MCA Nashville
2007
Everything Is Fine
About This Album
The man with the biggest, most distinctive bass voice in country since Johnny Cash is back with album number three. Josh Turner scored big with the "Long Black Train" on his debut and took it over the top with the two big singles off his breakthrough sophomore album "Your Man," (the title track) and the monstrous hit "Would You Go with Me." While it's true that Turner kept producer Frank Rogers on board, along with mixing king Justin Niebank and many of the same musicians, there is still more of his actual personality on Everything Is Fine than on his previous albums put together. Interestingly, Turner has made very few concessions to the modern Nashville sound of big rolling guitars that are compressed to the point of being brittle, echo-laden drums and Hammond B-3s that all try to simulate the '70s sound of Southern rock. The opposite is true here. Turner is a country singer from the old school whose singing can be traced back through Randy Travis and George Strait to Merle Haggard, George Jones, and the great honky tonk singers.

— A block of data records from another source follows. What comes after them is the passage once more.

//! The entity operations.
//!
//! [`EntityService`] resolves keys, validates requests and turns them into
//! directory operations. It holds no state of its own between calls; every
//! answer comes from the directory.
use std::sync::Arc;

use tracing::{debug, info};

use crate::{
	audit::{self, Action},
	config::MembershipPolicy,
	directory::{Change, Directory, Scope, SearchEntry},
	dn,
	entry::SearchEntryExt,
	error::{DirectoryError, Error, TargetProblem},
	filter::Filter,
	kind::EntityKind,
	mapper::{self, CreateRequest, EntityView, Step, UpdateRequest, PASSWORD_ATTRIBUTE},
	pagination::{self, Page, PageRequest},
	resolver::PathResolver,
};

/// The effect of a membership call.
#[derive(Debug, Clone, Copy, PartialEq, Eq)]
pub enum MembershipChange {
	/// The account was added
	Added,
	/// The account was removed
	Removed,
	/// Nothing changed, which is only reported under
	/// [`MembershipPolicy::Idempotent`]
	Unchanged,
}

/// Create, read, update, move and delete entities, and manage group
/// membership.
#[derive(Debug, Clone)]
pub struct EntityService {
	/// The directory holding all state
	directory: Arc<dyn Directory>,
	/// Key resolution against the same directory
	resolver: PathResolver,
}

impl EntityService {
	/// Create a service managing the tree below `base_dn`.
	#[must_use]
	pub fn new(directory: Arc<dyn Directory>, base_dn: &str) -> Self {
		let resolver = PathResolver::new(directory.clone(), base_dn);
		Self { directory, resolver }
	}

	/// Root of the managed tree.
	#[must_use]
	pub fn base_dn(&self) -> &str {
		self.resolver.base_dn()
	}

	/// Create an entity and return its distinguished name.
	///
	/// An existing entity with the same key in the target parent is reported
	/// as a conflict before anything is written. That check can race with a
	/// concurrent create; the directory refusing the add is the final word
	/// and is reported the same way.
	pub async fn create(&self, kind: EntityKind, request: &CreateRequest) -> Result<String, Error> {
		let key = request
			.attributes
			.iter()
			.find(|(attr, _)| attr.eq_ignore_ascii_case(kind.schema().key_attribute))
			.map(|(_, value)| value.to_directory())
			.unwrap_or_default();
		let result = self.create_entity(kind, &key, request).await;
		audit::record(Action::Create, kind, &key, &result);
		result
	}

	/// [`Self::create`] without the audit trail.
	async fn create_entity(
		&self,
		kind: EntityKind,
		key: &str,
		request: &CreateRequest,
	) -> Result<String, Error> {
		let confidential = self.directory.is_confidential();
		let entry = mapper::to_create_request(kind, request, self.base_dn(), confidential)?;
		let parent = dn::parent(&entry.dn).unwrap_or_else(|| self.base_dn().to_owned());
		let parent = match self.resolver.validate_container(&parent, None).await {
			Ok(parent) => parent,
			Err(Error::MoveTargetInvalid { path, reason }) => {
				return Err(Error::Validation(format!("Cannot create below '{path}': {reason}")));
			}
			Err(err) => return Err(err),
		};

		match self.resolver.find_child(kind, key, &parent).await {
			Ok(_) | Err(Error::Ambiguous { .. }) => {
				return Err(Error::Conflict { kind, key: key.to_owned() });
			}
			Err(Error::NotFound { .. }) => {}
			Err(err) => return Err(err),
		}

		let dn = entry.dn.clone();
		self.directory.add(entry).await.map_err(|err| write_error(kind, key, err))?;
		info!(%kind, dn, "Created entity");
		Ok(dn)
	}

	/// Read an entity by key, with the groups it belongs to.
	pub async fn get(
		&self,
		kind: EntityKind,
		key: &str,
		parent_hint: Option<&str>,
	) -> Result<EntityView, Error> {
		let entry = self.resolver.find(kind, key, parent_hint).await?;
		self.view(kind, &entry).await
	}

	/// Read an entity by distinguished name, with the groups it belongs to.
	pub async fn read(&self, kind: EntityKind, dn: &str) -> Result<EntityView, Error> {
		let entry = self
			.resolver
			.read(kind, dn)
			.await?
			.ok_or_else(|| Error::NotFound { kind, key: dn.to_owned() })?;
		self.view(kind, &entry).await
	}

	/// List entities of a kind, optionally only those where one of the
	/// identifying attributes contains `search`. Group memberships are not
	/// resolved for listed entities.
	pub async fn list(
		&self,
		kind: EntityKind,
		search: Option<&str>,
		page: PageRequest,
	) -> Result<Page<EntityView>, Error> {
		page.validate()?;
		let mut filter = kind.filter();
		if let Some(term) = search.map(str::trim).filter(|term| !term.is_empty()) {
			let any =
				kind.schema().searchable.iter().map(|attr| Filter::contains(*attr, term)).collect();
			filter = filter.and(Filter::Or(any));
		}

		let attributes = kind.attributes();
		let entries =
			self.directory.search(self.base_dn(), Scope::Subtree, &filter, &attributes).await?;
		let views: Vec<EntityView> =
			entries.iter().filter_map(|entry| mapper::to_wire(kind, entry)).collect();
		pagination::paginate(views, page, |view: &EntityView| (view.key.as_str(), view.dn.as_str()))
	}

	/// Apply a partial update.
	///
	/// The steps of the update are applied in order and each is atomic on its
	/// own. When a step fails after others were applied, the applied steps stay
	/// in place and [`Error::PartialUpdate`] names them, so that only the
	/// remainder has to be retried.
	pub async fn update(
		&self,
		kind: EntityKind,
		key: &str,
		parent_hint: Option<&str>,
		request: &UpdateRequest,
	) -> Result<EntityView, Error> {
		let result = self.update_entity(kind, key, parent_hint, request).await;
		audit::record(Action::Update, kind, key, &result);
		result
	}

	/// [`Self::update`] without the audit trail.
	async fn update_entity(
		&self,
		kind: EntityKind,
		key: &str,
		parent_hint: Option<&str>,
		request: &UpdateRequest,
	) -> Result<EntityView, Error> {
		let entry = self.resolver.find(kind, key, parent_hint).await?;
		let previous = mapper::to_wire(kind, &entry)
			.ok_or_else(|| Error::Internal(format!("{} has no key attribute", entry.dn)))?;
		let plan = mapper::diff_update(
			kind,
			Some(&previous),
			request,
			self.base_dn(),
			self.directory.is_confidential(),
		)?;
		if plan.is_empty() {
			debug!(%kind, key, "Nothing to update");
			return self.view(kind, &entry).await;
		}
		debug!(%kind, key, steps = ?plan.kinds(), "Updating entity");

		let mut dn = previous.dn.clone();
		let mut completed = Vec::new();
		for step in plan {
			let failed = step.kind();
			if let Err(err) = self.execute(kind, &previous, &mut dn, step).await {
				if completed.is_empty() {
					return Err(err);
				}
				return Err(Error::PartialUpdate { completed, failed, source: Box::new(err) });
			}
			completed.push(failed);
		}
		self.read(kind, &dn).await
	}

	/// Run one step of an update against the entity currently at `dn`. A
	/// move updates `dn`.
	async fn execute(
		&self,
		kind: EntityKind,
		previous: &EntityView,
		dn: &mut String,
		step: Step,
	) -> Result<(), Error> {
		let key = previous.key.as_str();
		match step {
			Step::Attributes(changes) => {
				self.directory.modify(dn, changes).await.map_err(|err| write_error(kind, key, err))
			}
			Step::Password(value) => self
				.directory
				.modify(dn, vec![Change::ReplaceBinary(PASSWORD_ATTRIBUTE.to_owned(), value)])
				.await
				.map_err(|err| write_error(kind, key, err)),
			Step::AddMembers(keys) => {
				let current = previous.values("member");
				let mut added: Vec<String> = Vec::new();
				for member in keys {
					let member = self.resolver.resolve(EntityKind::Account, &member, None).await?;
					if !current.iter().chain(&added).any(|existing| dn::same(existing, &member)) {
						added.push(member);
					}
				}
				if added.is_empty() {
					return Ok(());
				}
				self.directory
					.modify(dn, vec![Change::Add("member".to_owned(), added)])
					.await
					.map_err(|err| write_error(kind, key, err))
			}
			Step::RemoveMembers(keys) => {
				let current = previous.values("member");
				let mut removed: Vec<String> = Vec::new();
				for member in keys {
					let member = self.resolver.resolve(EntityKind::Account, &member, None).await?;
					if let Some(existing) =
						current.iter().find(|existing| dn::same(existing, &member))
					{
						removed.push(existing.clone());
					}
				}
				if removed.is_empty() {
					return Ok(());
				}
				self.directory
					.modify(dn, vec![Change::Delete("member".to_owned(), removed)])
					.await
					.map_err(|err| write_error(kind, key, err))
			}
			Step::Move(target) => {
				let parent = self.resolver.validate_container(&target, Some(dn.as_str())).await?;
				let rdn = dn::rdn(dn)
					.ok_or_else(|| Error::Internal(format!("Cannot move '{dn}'")))?
					.to_owned();
				let moved = self.directory.move_entry(dn, &rdn, Some(parent.as_str())).await;
				moved.map_err(|err| match err {
					DirectoryError::TargetInvalid => Error::MoveTargetInvalid {
						path: target.clone(),
						reason: TargetProblem::Missing,
					},
					err => write_error(kind, key, err),
				})?;
				info!(%kind, from = %dn, to = %parent, "Moved entity");
				*dn = format!("{rdn},{parent}");
				Ok(())
			}
		}
	}

	/// Delete an entity. Entities holding children must be empty.
	pub async fn delete(
		&self,
		kind: EntityKind,
		key: &str,
		parent_hint: Option<&str>,
	) -> Result<(), Error> {
		let result = self.delete_entity(kind, key, parent_hint).await;
		audit::record(Action::Delete, kind, key, &result);
		result
	}

	/// [`Self::delete`] without the audit trail.
	async fn delete_entity(
		&self,
		kind: EntityKind,
		key: &str,
		parent_hint: Option<&str>,
	) -> Result<(), Error> {
		let dn = self.resolver.resolve(kind, key, parent_hint).await?;
		if kind.schema().children {
			let children = self
				.directory
				.search(&dn, Scope::OneLevel, &Filter::present("objectClass"), &["1.1".to_owned()])
				.await?;
			if !children.is_empty() {
				return Err(Error::NonEmptyContainer { dn });
			}
		}
		match self.directory.delete(&dn).await {
			Ok(()) => {
				info!(%kind, dn, "Deleted entity");
				Ok(())
			}
			Err(DirectoryError::NotAllowedOnNonLeaf) => Err(Error::NonEmptyContainer { dn }),
			Err(err) => Err(write_error(kind, key, err)),
		}
	}

	/// Add the account with key `member` to `group`.
	pub async fn add_member(
		&self,
		group: &str,
		member: &str,
		policy: MembershipPolicy,
	) -> Result<MembershipChange, Error> {
		let result = self.change_membership(group, member, policy, true).await;
		let audit_key = format!("{group}/{member}");
		audit::record(Action::AddMember, EntityKind::Group, &audit_key, &result);
		result
	}

	/// Remove the account with key `member` from `group`.
	pub async fn remove_member(
		&self,
		group: &str,
		member: &str,
		policy: MembershipPolicy,
	) -> Result<MembershipChange, Error> {
		let result = self.change_membership(group, member, policy, false).await;
		let audit_key = format!("{group}/{member}");
		audit::record(Action::RemoveMember, EntityKind::Group, &audit_key, &result);
		result
	}

	/// Add or remove a single member.
	async fn change_membership(
		&self,
		group: &str,
		member: &str,
		policy: MembershipPolicy,
		add: bool,
	) -> Result<MembershipChange, Error> {
		let entry = self.resolver.find(EntityKind::Group, group, None).await?;
		let member_dn = self.resolver.resolve(EntityKind::Account, member, None).await?;
		let unchanged = || {
			let (group, member) = (group.to_owned(), member.to_owned());
			match (policy, add) {
				(MembershipPolicy::Idempotent, _) => Ok(MembershipChange::Unchanged),
				(MembershipPolicy::Strict, true) => Err(Error::AlreadyMember { group, member }),
				(MembershipPolicy::Strict, false) => Err(Error::NotAMember { group, member }),
			}
		};

		let present = entry
			.attr_all("member")
			.unwrap_or_default()
			.iter()
			.any(|existing| dn::same(existing, &member_dn));
		if present == add {
			return unchanged();
		}

		let change = if add {
			Change::Add("member".to_owned(), vec![member_dn])
		} else {
			Change::Delete("member".to_owned(), vec![member_dn])
		};
		match self.directory.modify(&entry.dn, vec![change]).await {
			Ok(()) if add => Ok(MembershipChange::Added),
			Ok(()) => Ok(MembershipChange::Removed),
			// Lost a race with a concurrent change of the same membership
			Err(DirectoryError::ValueExists | DirectoryError::AlreadyExists) if add => unchanged(),
			Err(DirectoryError::NoSuchValue) if !add => unchanged(),
			Err(err) => Err(write_error(EntityKind::Group, group, err)),
		}
	}

	/// Check that the directory answers.
	pub async fn probe(&self) -> Result<(), Error> {
		Ok(self.directory.probe().await?)
	}

	/// Build the exposed view of an entry, resolving group memberships for
	/// kinds that report them.
	async fn view(&self, kind: EntityKind, entry: &SearchEntry) -> Result<EntityView, Error> {
		let mut view = mapper::to_wire(kind, entry)
			.ok_or_else(|| Error::Internal(format!("{} has no key attribute", entry.dn)))?;
		if kind.schema().member_of {
			view.member_of = Some(self.member_of(&view.dn).await?);
		}
		Ok(view)
	}

	/// Names of the groups listing `dn` as a member, looked up in the
	/// directory on every call.
	async fn member_of(&self, dn: &str) -> Result<Vec<String>, Error> {
		let filter = EntityKind::Group.filter().and(Filter::equal("member", dn));
		let attributes = ["1.1".to_owned()];
		let groups =
			self.directory.search(self.base_dn(), Scope::Subtree, &filter, &attributes).await?;
		let mut names: Vec<String> = groups.iter().map(|group| dn::normalize(&group.dn)).collect();
		names.sort_by_key(|name| name.to_lowercase());
		Ok(names)
	}
}

/// Translate the failure of a write to the entity of `kind` with `key`.
fn write_error(kind: EntityKind, key: &str, err: DirectoryError) -> Error {
	match err {
		DirectoryError::NotFound => Error::NotFound { kind, key: key.to_owned() },
		DirectoryError::AlreadyExists => Error::Conflict { kind, key: key.to_owned() },
		DirectoryError::Constraint(text) => {
			Error::Validation(format!("The directory rejected the change: {text}"))
		}
		err => err.into(),
	}
}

If anything, the music on Everything Is Fine is what Nashville's hit music should sound like in the 21st century. It uses the best technology has to offer in terms of clarity, but not at the expense of acoustic and electric stringed musical instruments sounding like themselves: Telecasters sound like Telecasters, pedal steel guitars sound like Sho-Bud's, banjos, mandolins, and unplugged six-strings, all come off sounding natural.